◆ Recorded information ◆
━━━━━━━━━━━━━━━━━━━━
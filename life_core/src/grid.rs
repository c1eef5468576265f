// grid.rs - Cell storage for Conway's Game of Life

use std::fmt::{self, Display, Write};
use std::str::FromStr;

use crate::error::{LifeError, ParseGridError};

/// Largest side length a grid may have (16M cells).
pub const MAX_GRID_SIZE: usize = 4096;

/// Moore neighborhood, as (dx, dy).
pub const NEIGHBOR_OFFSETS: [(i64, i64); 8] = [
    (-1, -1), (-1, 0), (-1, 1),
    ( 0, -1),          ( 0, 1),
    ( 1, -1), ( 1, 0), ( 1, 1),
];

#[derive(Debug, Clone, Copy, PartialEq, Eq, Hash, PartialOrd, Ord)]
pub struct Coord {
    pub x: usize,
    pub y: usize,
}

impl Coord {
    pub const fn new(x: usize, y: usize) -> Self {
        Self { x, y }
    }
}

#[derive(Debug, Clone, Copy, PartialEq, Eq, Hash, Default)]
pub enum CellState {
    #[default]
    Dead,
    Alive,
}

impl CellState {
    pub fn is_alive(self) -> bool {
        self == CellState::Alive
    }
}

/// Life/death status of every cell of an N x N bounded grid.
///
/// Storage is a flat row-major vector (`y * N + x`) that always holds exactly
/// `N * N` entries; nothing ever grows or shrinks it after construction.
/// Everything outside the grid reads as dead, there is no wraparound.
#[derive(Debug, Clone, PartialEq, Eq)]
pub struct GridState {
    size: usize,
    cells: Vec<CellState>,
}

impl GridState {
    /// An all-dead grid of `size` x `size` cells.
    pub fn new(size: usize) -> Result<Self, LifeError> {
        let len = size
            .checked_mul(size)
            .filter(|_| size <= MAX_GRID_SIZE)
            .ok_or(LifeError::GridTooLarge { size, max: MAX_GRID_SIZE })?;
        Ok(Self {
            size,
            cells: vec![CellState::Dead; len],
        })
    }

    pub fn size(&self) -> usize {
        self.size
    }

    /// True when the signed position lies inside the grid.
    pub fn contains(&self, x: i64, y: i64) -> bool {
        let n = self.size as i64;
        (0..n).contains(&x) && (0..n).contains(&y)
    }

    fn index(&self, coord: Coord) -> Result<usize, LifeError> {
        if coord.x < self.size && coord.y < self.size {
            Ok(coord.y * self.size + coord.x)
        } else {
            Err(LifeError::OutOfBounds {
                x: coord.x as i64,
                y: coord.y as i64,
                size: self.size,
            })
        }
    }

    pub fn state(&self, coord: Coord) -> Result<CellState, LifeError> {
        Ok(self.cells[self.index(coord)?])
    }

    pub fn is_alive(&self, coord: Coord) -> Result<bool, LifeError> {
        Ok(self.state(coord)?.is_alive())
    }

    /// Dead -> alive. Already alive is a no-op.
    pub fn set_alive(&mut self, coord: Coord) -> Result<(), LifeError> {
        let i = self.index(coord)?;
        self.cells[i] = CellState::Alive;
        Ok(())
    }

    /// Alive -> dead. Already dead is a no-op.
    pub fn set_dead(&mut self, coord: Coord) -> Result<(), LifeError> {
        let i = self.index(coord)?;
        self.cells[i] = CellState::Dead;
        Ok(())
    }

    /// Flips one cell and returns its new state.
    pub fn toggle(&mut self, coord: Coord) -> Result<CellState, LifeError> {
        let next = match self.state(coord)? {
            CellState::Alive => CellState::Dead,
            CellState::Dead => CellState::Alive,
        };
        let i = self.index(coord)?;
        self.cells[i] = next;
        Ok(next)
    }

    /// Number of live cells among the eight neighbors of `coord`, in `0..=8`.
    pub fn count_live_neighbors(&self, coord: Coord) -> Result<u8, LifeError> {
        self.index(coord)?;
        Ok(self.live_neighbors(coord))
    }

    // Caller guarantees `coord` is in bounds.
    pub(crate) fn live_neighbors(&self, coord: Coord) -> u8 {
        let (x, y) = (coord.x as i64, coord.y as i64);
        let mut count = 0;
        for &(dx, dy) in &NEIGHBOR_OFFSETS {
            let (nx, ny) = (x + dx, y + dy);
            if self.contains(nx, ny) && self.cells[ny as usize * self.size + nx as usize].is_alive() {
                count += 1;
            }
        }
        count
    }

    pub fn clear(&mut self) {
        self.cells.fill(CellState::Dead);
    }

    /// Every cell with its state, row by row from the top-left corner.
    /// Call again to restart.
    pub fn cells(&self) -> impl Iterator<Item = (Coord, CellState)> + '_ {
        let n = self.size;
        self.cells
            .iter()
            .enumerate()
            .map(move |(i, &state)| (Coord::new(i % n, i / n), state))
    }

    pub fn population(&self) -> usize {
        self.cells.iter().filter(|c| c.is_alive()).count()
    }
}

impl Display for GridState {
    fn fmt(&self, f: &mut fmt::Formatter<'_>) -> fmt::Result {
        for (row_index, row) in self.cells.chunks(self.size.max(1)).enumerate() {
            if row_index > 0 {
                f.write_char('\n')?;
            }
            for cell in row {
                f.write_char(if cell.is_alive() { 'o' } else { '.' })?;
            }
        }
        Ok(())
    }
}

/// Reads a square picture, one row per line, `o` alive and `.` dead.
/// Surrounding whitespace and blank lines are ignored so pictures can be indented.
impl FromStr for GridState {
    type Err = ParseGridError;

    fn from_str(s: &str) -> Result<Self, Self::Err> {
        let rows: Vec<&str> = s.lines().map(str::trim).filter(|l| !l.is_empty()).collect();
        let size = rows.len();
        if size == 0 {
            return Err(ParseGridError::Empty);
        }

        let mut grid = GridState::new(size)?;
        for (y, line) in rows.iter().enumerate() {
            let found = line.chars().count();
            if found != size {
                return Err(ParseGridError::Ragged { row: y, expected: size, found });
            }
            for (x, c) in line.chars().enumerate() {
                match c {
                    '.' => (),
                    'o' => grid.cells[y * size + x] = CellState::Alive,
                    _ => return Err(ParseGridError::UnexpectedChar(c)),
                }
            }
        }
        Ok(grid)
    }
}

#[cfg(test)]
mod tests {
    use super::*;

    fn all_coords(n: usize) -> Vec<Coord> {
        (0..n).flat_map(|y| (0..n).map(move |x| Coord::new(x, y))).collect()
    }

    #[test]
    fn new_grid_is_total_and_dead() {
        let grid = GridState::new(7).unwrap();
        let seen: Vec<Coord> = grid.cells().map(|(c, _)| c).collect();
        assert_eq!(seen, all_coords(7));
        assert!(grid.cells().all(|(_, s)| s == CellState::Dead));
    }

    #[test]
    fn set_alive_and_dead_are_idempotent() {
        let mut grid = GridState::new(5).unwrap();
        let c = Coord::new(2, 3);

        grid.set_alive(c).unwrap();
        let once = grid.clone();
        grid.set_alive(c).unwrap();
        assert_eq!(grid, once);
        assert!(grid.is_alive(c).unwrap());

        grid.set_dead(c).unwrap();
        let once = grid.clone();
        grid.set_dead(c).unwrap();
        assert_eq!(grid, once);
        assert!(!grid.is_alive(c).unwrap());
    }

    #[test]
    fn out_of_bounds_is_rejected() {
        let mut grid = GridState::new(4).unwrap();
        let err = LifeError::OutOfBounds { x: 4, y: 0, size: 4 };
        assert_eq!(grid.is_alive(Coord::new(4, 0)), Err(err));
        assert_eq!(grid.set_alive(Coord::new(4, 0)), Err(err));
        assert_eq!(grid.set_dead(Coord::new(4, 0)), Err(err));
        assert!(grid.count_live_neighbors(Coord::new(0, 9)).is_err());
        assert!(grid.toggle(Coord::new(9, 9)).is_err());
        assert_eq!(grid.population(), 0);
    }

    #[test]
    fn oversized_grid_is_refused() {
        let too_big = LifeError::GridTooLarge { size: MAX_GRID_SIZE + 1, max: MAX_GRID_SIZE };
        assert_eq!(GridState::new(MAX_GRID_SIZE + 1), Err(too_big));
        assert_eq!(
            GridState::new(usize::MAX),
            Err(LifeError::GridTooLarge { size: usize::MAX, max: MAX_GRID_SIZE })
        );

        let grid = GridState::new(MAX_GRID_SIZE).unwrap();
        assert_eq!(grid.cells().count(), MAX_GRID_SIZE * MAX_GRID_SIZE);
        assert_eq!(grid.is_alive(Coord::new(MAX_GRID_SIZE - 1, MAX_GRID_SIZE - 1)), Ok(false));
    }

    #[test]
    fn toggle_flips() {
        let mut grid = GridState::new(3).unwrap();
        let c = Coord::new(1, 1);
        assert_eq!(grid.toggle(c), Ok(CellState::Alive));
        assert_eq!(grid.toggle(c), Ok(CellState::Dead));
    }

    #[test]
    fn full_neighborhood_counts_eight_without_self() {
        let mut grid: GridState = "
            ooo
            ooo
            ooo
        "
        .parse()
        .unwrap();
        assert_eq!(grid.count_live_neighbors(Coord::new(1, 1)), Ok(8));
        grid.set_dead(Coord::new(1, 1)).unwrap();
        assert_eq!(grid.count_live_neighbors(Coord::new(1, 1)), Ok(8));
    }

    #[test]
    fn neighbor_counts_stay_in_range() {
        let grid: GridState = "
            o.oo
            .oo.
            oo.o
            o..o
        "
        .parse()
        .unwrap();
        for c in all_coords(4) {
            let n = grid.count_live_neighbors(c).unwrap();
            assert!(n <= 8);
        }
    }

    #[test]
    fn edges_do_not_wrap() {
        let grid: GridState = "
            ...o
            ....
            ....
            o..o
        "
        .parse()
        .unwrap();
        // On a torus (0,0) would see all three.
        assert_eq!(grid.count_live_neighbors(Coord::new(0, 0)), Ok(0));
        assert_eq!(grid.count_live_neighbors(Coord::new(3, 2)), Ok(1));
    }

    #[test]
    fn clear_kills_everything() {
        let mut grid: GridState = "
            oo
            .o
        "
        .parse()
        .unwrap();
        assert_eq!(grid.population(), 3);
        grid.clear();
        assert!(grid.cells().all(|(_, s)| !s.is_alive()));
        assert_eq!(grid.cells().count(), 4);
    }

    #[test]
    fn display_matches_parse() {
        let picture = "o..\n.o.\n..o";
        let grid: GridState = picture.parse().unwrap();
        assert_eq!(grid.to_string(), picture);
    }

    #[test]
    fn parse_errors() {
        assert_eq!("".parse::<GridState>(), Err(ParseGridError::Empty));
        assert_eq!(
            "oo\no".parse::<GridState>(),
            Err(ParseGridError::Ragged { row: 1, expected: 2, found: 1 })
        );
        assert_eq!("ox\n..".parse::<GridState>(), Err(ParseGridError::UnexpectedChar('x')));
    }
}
━━━━━━━━━━━━━━━━━━━━
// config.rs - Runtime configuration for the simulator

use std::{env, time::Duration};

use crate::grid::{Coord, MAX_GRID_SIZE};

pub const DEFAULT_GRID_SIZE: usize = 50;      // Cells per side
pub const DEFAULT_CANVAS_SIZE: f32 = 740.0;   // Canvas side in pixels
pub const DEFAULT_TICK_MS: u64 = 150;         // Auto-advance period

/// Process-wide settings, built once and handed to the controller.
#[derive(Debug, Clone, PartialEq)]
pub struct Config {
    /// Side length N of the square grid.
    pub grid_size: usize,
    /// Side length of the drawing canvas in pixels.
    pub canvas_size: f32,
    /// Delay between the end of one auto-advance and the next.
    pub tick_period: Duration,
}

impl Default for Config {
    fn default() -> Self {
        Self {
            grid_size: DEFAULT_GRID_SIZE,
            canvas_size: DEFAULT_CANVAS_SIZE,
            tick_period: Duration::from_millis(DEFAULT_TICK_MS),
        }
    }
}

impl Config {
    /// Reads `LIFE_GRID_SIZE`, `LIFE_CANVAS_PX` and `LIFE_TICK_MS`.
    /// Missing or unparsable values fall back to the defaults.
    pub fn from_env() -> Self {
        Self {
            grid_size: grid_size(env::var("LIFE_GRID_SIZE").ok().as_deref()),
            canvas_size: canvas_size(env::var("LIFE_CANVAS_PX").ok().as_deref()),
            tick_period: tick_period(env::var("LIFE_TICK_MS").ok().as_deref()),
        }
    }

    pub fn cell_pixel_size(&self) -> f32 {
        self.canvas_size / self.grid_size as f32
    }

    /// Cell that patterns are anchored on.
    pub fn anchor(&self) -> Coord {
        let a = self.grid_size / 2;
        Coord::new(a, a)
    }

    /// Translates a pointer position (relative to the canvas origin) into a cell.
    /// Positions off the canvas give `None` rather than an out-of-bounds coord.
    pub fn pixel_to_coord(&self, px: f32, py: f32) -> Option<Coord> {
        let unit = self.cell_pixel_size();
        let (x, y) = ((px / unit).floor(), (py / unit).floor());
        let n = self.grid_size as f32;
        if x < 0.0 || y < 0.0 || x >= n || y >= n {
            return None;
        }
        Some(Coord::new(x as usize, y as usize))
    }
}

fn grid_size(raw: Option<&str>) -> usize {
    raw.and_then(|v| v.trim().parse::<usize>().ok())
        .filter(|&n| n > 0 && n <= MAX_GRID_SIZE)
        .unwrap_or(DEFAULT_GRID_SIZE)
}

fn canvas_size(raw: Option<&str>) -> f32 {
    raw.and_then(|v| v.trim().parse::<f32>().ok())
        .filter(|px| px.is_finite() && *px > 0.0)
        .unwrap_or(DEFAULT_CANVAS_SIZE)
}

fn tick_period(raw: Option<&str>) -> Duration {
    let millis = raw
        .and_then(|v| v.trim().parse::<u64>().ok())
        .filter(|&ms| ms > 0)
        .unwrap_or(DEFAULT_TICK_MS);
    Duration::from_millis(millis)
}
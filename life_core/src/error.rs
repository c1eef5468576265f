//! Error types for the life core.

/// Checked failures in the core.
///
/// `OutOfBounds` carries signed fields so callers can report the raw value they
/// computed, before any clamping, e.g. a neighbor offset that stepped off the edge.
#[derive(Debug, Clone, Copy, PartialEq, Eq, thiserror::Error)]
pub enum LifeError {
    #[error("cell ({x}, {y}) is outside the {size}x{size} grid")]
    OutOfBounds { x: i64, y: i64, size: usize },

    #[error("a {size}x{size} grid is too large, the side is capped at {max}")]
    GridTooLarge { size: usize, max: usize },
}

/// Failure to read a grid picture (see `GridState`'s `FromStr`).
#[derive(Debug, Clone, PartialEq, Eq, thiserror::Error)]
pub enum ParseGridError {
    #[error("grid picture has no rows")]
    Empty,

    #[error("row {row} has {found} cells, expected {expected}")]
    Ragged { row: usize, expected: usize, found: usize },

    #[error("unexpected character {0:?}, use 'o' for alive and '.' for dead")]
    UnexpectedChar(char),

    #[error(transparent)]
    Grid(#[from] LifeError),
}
━━━━━━━━━━━━━━━━━━━━
◆ Try it ◆
In the entries above, find each line containing the string "square" and copy it.

◆ Task solution ◆
/// Reads a square picture, one row per line, `o` alive and `.` dead.
    /// Side length N of the square grid.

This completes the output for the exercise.